India to account for over 40% of global oil demand growth by 2035
The world’s energy landscape is undergoing a significant transformation, with emerging economies like India playing a crucial role in shaping the future of energy demand. According to recent estimates shared by the Indian government, the country is expected to account for over 40% of the global increase in oil demand between 2024 and 2035. This staggering projection highlights India’s growing importance in the global energy market and underscores the need for the country to enhance its domestic exploration and production capabilities.
The data was shared by Minister of Petroleum and Natural Gas Hardeep Singh Puri in response to a starred question in the Lok Sabha, the lower house of the Indian Parliament. The estimates suggest that India’s oil demand will grow at a rapid pace, driven by the country’s expanding economy, increasing population, and rising energy needs.

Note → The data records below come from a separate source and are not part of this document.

//! RDF terms and solution bindings.

use indexmap::IndexMap;
use serde::{Deserialize, Serialize};

/// RDF term bound to a query variable
#[derive(Debug, Clone, PartialEq, Eq, Hash, Serialize, Deserialize)]
pub enum Term {
    /// Named node
    Iri(String),
    /// Blank node label
    Blank(String),
    /// Literal with optional datatype or language tag
    Literal {
        /// Lexical form
        value: String,
        /// Datatype IRI
        datatype: Option<String>,
        /// Language tag
        language: Option<String>,
    },
}

impl Term {
    /// Plain literal
    pub fn literal(value: impl Into<String>) -> Self {
        Self::Literal {
            value: value.into(),
            datatype: None,
            language: None,
        }
    }

    /// Literal with a datatype
    pub fn typed(value: impl Into<String>, datatype: impl Into<String>) -> Self {
        Self::Literal {
            value: value.into(),
            datatype: Some(datatype.into()),
            language: None,
        }
    }

    /// IRI, blank node label, or lexical form
    #[must_use]
    pub fn value(&self) -> &str {
        match self {
            Self::Iri(v) | Self::Blank(v) => v,
            Self::Literal { value, .. } => value,
        }
    }

    /// Interpret the term as an `xsd:boolean`
    #[must_use]
    pub fn as_bool(&self) -> Option<bool> {
        match self {
            Self::Literal { value, .. } => match value.as_str() {
                "true" | "1" => Some(true),
                "false" | "0" => Some(false),
                _ => None,
            },
            _ => None,
        }
    }
}

/// One solution: variable name to term, in projection order
#[derive(Debug, Clone, Default, PartialEq, Eq, Serialize, Deserialize)]
pub struct Bindings(IndexMap<String, Term>);

impl Bindings {
    /// Empty solution
    #[must_use]
    pub fn new() -> Self {
        Self(IndexMap::new())
    }

    /// Bind a variable
    #[must_use]
    pub fn with(mut self, var: impl Into<String>, term: Term) -> Self {
        self.0.insert(var.into(), term);
        self
    }

    /// Bind a variable to an IRI
    #[must_use]
    pub fn with_iri(self, var: impl Into<String>, iri: impl Into<String>) -> Self {
        self.with(var, Term::Iri(iri.into()))
    }

    /// Bind a variable to a plain literal
    #[must_use]
    pub fn with_literal(self, var: impl Into<String>, value: impl Into<String>) -> Self {
        self.with(var, Term::literal(value))
    }

    /// Insert a binding
    pub fn insert(&mut self, var: impl Into<String>, term: Term) {
        self.0.insert(var.into(), term);
    }

    /// Term bound to `var`
    #[must_use]
    pub fn get(&self, var: &str) -> Option<&Term> {
        self.0.get(var)
    }

    /// Value of the term bound to `var`
    #[must_use]
    pub fn value(&self, var: &str) -> Option<&str> {
        self.get(var).map(Term::value)
    }

    /// Owned value of the term bound to `var`
    #[must_use]
    pub fn string(&self, var: &str) -> Option<String> {
        self.value(var).map(str::to_string)
    }

    /// Number of bound variables
    #[must_use]
    pub fn len(&self) -> usize {
        self.0.len()
    }

    /// Whether nothing is bound
    #[must_use]
    pub fn is_empty(&self) -> bool {
        self.0.is_empty()
    }
}

impl FromIterator<(String, Term)> for Bindings {
    fn from_iter<I: IntoIterator<Item = (String, Term)>>(iter: I) -> Self {
        Self(iter.into_iter().collect())
    }
}
//! Explorer configuration.

use ldes_core::vocab::REL_EVENT_LOG;
use serde::{Deserialize, Serialize};
use std::time::Duration;

/// Which views of a stream are walked
#[derive(Debug, Clone, Copy, Default, PartialEq, Eq, Serialize, Deserialize)]
pub enum ViewPolicy {
    /// First view matching the variant; other views are reported and skipped
    #[default]
    First,
    /// Relations of all matching views are merged into one page graph
    All,
}

/// Explorer configuration
#[derive(Debug, Clone, PartialEq, Eq)]
pub struct ExplorerConfig {
    /// Members materialized concurrently within one page
    pub prefetch: usize,
    /// View selection policy
    pub view_policy: ViewPolicy,
    /// Poll interval for following a growing log; `None` stops at the end
    pub follow: Option<Duration>,
    /// Link relation of the event-log template link
    pub event_log_rel: String,
}

impl Default for ExplorerConfig {
    fn default() -> Self {
        Self {
            prefetch: 4,
            view_policy: ViewPolicy::First,
            follow: None,
            event_log_rel: REL_EVENT_LOG.to_string(),
        }
    }
}

impl ExplorerConfig {
    /// Set the prefetch width (at least 1)
    #[must_use]
    pub fn with_prefetch(mut self, prefetch: usize) -> Self {
        self.prefetch = prefetch.max(1);
        self
    }

    /// Set the view policy
    #[must_use]
    pub fn with_view_policy(mut self, policy: ViewPolicy) -> Self {
        self.view_policy = policy;
        self
    }

    /// Keep following the log, polling every `interval`
    #[must_use]
    pub fn with_follow(mut self, interval: Duration) -> Self {
        self.follow = Some(interval);
        self
    }

    /// Set the event-log template link relation
    #[must_use]
    pub fn with_event_log_rel(mut self, rel: impl Into<String>) -> Self {
        self.event_log_rel = rel.into();
        self
    }
}
//! LDES Explorer Transport
//!
//! Header-only HTTP requests and parsing of `Link` header fields
//! (RFC 8288). This is all the explorer needs from the network directly;
//! document retrieval belongs to the query provider.

#![warn(missing_docs)]
#![warn(clippy::all)]

pub mod http;
pub mod link;

pub use http::{HeadResponse, HttpTransport, Transport, TransportError, TransportResult};
pub use link::{parse_link_header, Link};
//! LDES Explorer Core Types
//!
//! Pure types with no I/O: the member content model, the fragment and
//! relation graph, vocabulary IRIs, and the error taxonomy shared by every
//! crate in the workspace.

#![warn(missing_docs)]
#![warn(clippy::all)]

pub mod error;
pub mod model;
pub mod value;
pub mod vocab;

// Re-exports
pub use error::{ExploreError, ExploreResult};
pub use model::{
    ArtifactRef, EventLogDescriptor, FragmentRef, Member, MemberRecord, MemberRef, Metadata,
    Relation, Relationship, Variant, ViewDescriptor,
};
pub use value::ComparisonValue;
pub use vocab::check_iri;
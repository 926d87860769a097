//! Polling client for Hailin environmental sensors
//!
//! Combines the transport and framing layers into the per-poll cycle:
//! receive one response frame, decode it, hand the reading (or nothing) to
//! the consumer. The client never propagates a network or decode failure to
//! the scheduler driving it; polling is self-healing.

pub mod client;
pub mod poller;
pub mod sensor;

pub use client::SensorClient;
pub use poller::{Poller, DEFAULT_SCAN_INTERVAL};
pub use sensor::SensorKind;
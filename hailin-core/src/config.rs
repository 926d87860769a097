//! Sensor endpoint configuration

use crate::error::{HailinError, HailinResult};
use serde::{Deserialize, Serialize};

/// Conventional Modbus TCP port, used when the setup data omits one
pub const DEFAULT_PORT: u16 = 502;

/// Endpoint of one sensor device, supplied once at setup
#[derive(Debug, Clone, PartialEq, Eq, Serialize, Deserialize)]
pub struct SensorConfig {
    pub host: String,
    #[serde(default = "default_port")]
    pub port: u16,
}

fn default_port() -> u16 {
    DEFAULT_PORT
}

impl SensorConfig {
    /// Create a new sensor configuration
    pub fn new(host: impl Into<String>, port: u16) -> Self {
        Self {
            host: host.into(),
            port,
        }
    }

    /// Check that the endpoint is well-formed
    pub fn validate(&self) -> HailinResult<()> {
        if self.host.is_empty() {
            return Err(HailinError::InvalidData("Host must not be empty".into()));
        }
        if self.port == 0 {
            return Err(HailinError::InvalidData(
                "Port must be in the range 1-65535".into(),
            ));
        }
        Ok(())
    }
}
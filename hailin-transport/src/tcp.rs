//! TCP transport implementation

use crate::stream::{StreamAccessor, TransportLayer};
use async_trait::async_trait;
use hailin_core::{HailinError, HailinResult, SensorConfig};
use std::time::Duration;
use tokio::io::{AsyncReadExt, AsyncWriteExt};
use tokio::net::TcpStream;

/// TCP transport layer settings
///
/// The host may be an IP address or a hostname; resolution happens at
/// connect time.
#[derive(Debug, Clone)]
pub struct TcpSettings {
    pub host: String,
    pub port: u16,
    pub timeout: Option<Duration>,
}

impl TcpSettings {
    /// Create new TCP settings
    pub fn new(host: impl Into<String>, port: u16) -> Self {
        Self {
            host: host.into(),
            port,
            timeout: Some(Duration::from_secs(30)),
        }
    }

    /// Create TCP settings with timeout
    pub fn with_timeout(host: impl Into<String>, port: u16, timeout: Duration) -> Self {
        Self {
            host: host.into(),
            port,
            timeout: Some(timeout),
        }
    }
}

/// TCP transport layer implementation
///
/// Owns at most one live connection to the configured endpoint. Any read
/// error or EOF marks the transport closed so the caller can reopen it on
/// the next attempt.
#[derive(Debug)]
pub struct TcpTransport {
    stream: Option<TcpStream>,
    settings: TcpSettings,
    closed: bool,
}

impl TcpTransport {
    /// Create a new TCP transport layer
    pub fn new(settings: TcpSettings) -> Self {
        Self {
            stream: None,
            settings,
            closed: true,
        }
    }

    /// Create a TCP transport from a sensor configuration
    pub fn from_config(config: &SensorConfig) -> HailinResult<Self> {
        config.validate()?;
        Ok(Self::new(TcpSettings::new(config.host.clone(), config.port)))
    }
}

#[async_trait]
impl TransportLayer for TcpTransport {
    async fn open(&mut self) -> HailinResult<()> {
        if !self.closed {
            return Err(HailinError::Connection(std::io::Error::new(
                std::io::ErrorKind::InvalidInput,
                "Connection has already been opened",
            )));
        }

        let addr = (self.settings.host.as_str(), self.settings.port);

        // Apply timeout to connection establishment if specified
        let stream = if let Some(timeout) = self.settings.timeout {
            tokio::time::timeout(timeout, TcpStream::connect(addr))
                .await
                .map_err(|_| HailinError::Timeout)?
                .map_err(HailinError::Connection)?
        } else {
            TcpStream::connect(addr)
                .await
                .map_err(HailinError::Connection)?
        };

        self.stream = Some(stream);
        self.closed = false;
        Ok(())
    }
}

#[async_trait]
impl StreamAccessor for TcpTransport {
    async fn set_timeout(&mut self, timeout: Option<Duration>) -> HailinResult<()> {
        self.settings.timeout = timeout;
        Ok(())
    }

    async fn read(&mut self, buf: &mut [u8]) -> HailinResult<usize> {
        let stream = self.stream.as_mut().ok_or_else(|| {
            HailinError::Connection(std::io::Error::new(
                std::io::ErrorKind::NotConnected,
                "TCP stream not connected",
            ))
        })?;

        let result = if let Some(timeout) = self.settings.timeout {
            tokio::time::timeout(timeout, stream.read(buf))
                .await
                .map_err(|_| HailinError::Timeout)?
                .map_err(HailinError::Connection)
        } else {
            stream.read(buf).await.map_err(HailinError::Connection)
        };

        match result {
            Ok(0) => {
                self.closed = true;
                Ok(0)
            }
            Ok(n) => Ok(n),
            Err(e) => {
                self.closed = true;
                Err(e)
            }
        }
    }

    fn is_closed(&self) -> bool {
        self.closed
    }

    async fn close(&mut self) -> HailinResult<()> {
        if let Some(mut stream) = self.stream.take() {
            let _ = stream.shutdown().await;
        }
        self.closed = true;
        Ok(())
    }
}

#[cfg(test)]
mod tests {
    use super::*;
    use tokio::net::TcpListener;

    #[tokio::test]
    async fn test_tcp_settings() {
        let settings = TcpSettings::new("192.168.1.10", 502);
        assert_eq!(settings.host, "192.168.1.10");
        assert_eq!(settings.port, 502);
        assert!(settings.timeout.is_some());
    }

    #[tokio::test]
    async fn test_from_config_rejects_invalid() {
        let config = SensorConfig::new("", 502);
        assert!(TcpTransport::from_config(&config).is_err());
    }

    #[tokio::test]
    async fn test_read_not_connected() {
        let mut transport = TcpTransport::new(TcpSettings::new("127.0.0.1", 502));
        let mut buf = [0u8; 16];
        let result = transport.read(&mut buf).await;
        match result {
            Err(HailinError::Connection(e)) => {
                assert_eq!(e.kind(), std::io::ErrorKind::NotConnected)
            }
            other => panic!("expected NotConnected error, got {:?}", other),
        }
    }

    #[tokio::test]
    async fn test_open_and_read_loopback() {
        let listener = TcpListener::bind("127.0.0.1:0").await.unwrap();
        let addr = listener.local_addr().unwrap();
        let frame = vec![
            0x01, 0x03, 0x06, 0x00, 0x32, 0x00, 0xFA, 0x00, 0x32, 0xAA, 0xBB,
        ];

        let sent = frame.clone();
        let server = tokio::spawn(async move {
            let (mut socket, _) = listener.accept().await.unwrap();
            socket.write_all(&sent).await.unwrap();
        });

        let mut transport = TcpTransport::new(TcpSettings::new("127.0.0.1", addr.port()));
        transport.open().await.unwrap();
        assert!(!transport.is_closed());

        let mut buf = [0u8; 1024];
        let mut received = Vec::new();
        while received.len() < frame.len() {
            let n = transport.read(&mut buf).await.unwrap();
            assert!(n > 0);
            received.extend_from_slice(&buf[..n]);
        }
        assert_eq!(received, frame);

        server.await.unwrap();
        transport.close().await.unwrap();
        assert!(transport.is_closed());
    }

    #[tokio::test]
    async fn test_open_refused() {
        // Bind and immediately drop a listener so the port is unoccupied
        let listener = TcpListener::bind("127.0.0.1:0").await.unwrap();
        let addr = listener.local_addr().unwrap();
        drop(listener);

        let mut transport = TcpTransport::new(TcpSettings::new("127.0.0.1", addr.port()));
        assert!(transport.open().await.is_err());
        assert!(transport.is_closed());
    }

    #[tokio::test]
    async fn test_close_idempotent() {
        let mut transport = TcpTransport::new(TcpSettings::new("127.0.0.1", 502));
        transport.close().await.unwrap();
        transport.close().await.unwrap();
        assert!(transport.is_closed());
    }

    #[tokio::test]
    async fn test_eof_marks_closed() {
        let listener = TcpListener::bind("127.0.0.1:0").await.unwrap();
        let addr = listener.local_addr().unwrap();

        let server = tokio::spawn(async move {
            let (socket, _) = listener.accept().await.unwrap();
            drop(socket);
        });

        let mut transport = TcpTransport::new(TcpSettings::new("127.0.0.1", addr.port()));
        transport.open().await.unwrap();
        server.await.unwrap();

        let mut buf = [0u8; 16];
        let n = transport.read(&mut buf).await.unwrap();
        assert_eq!(n, 0);
        assert!(transport.is_closed());
    }
}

The growth in oil demand will be fueled by the transportation sector, which is expected to account for a significant share of the country’s total oil consumption.
In addition to oil, India is also expected to contribute significantly to the growth in natural gas demand. The estimates suggest that the country will account for about 8% of the growth in global natural gas demand between 2024 and 2035. This is a significant development, given the Indian government’s push to increase the share of natural gas in the country’s energy mix. The government has set a target to increase the share of natural gas in the energy mix to 15% by 2030, up from the current level of around 6%.
The Indian government’s estimates are based on projections by international energy agencies, including the International Energy Agency (IEA). The IEA has forecast that India’s energy demand will grow at a rate of 3.5% per annum between 2020 and 2030, which is faster than the global average. The agency has also projected that India will overtake the European Union as the third-largest energy consumer by 2030.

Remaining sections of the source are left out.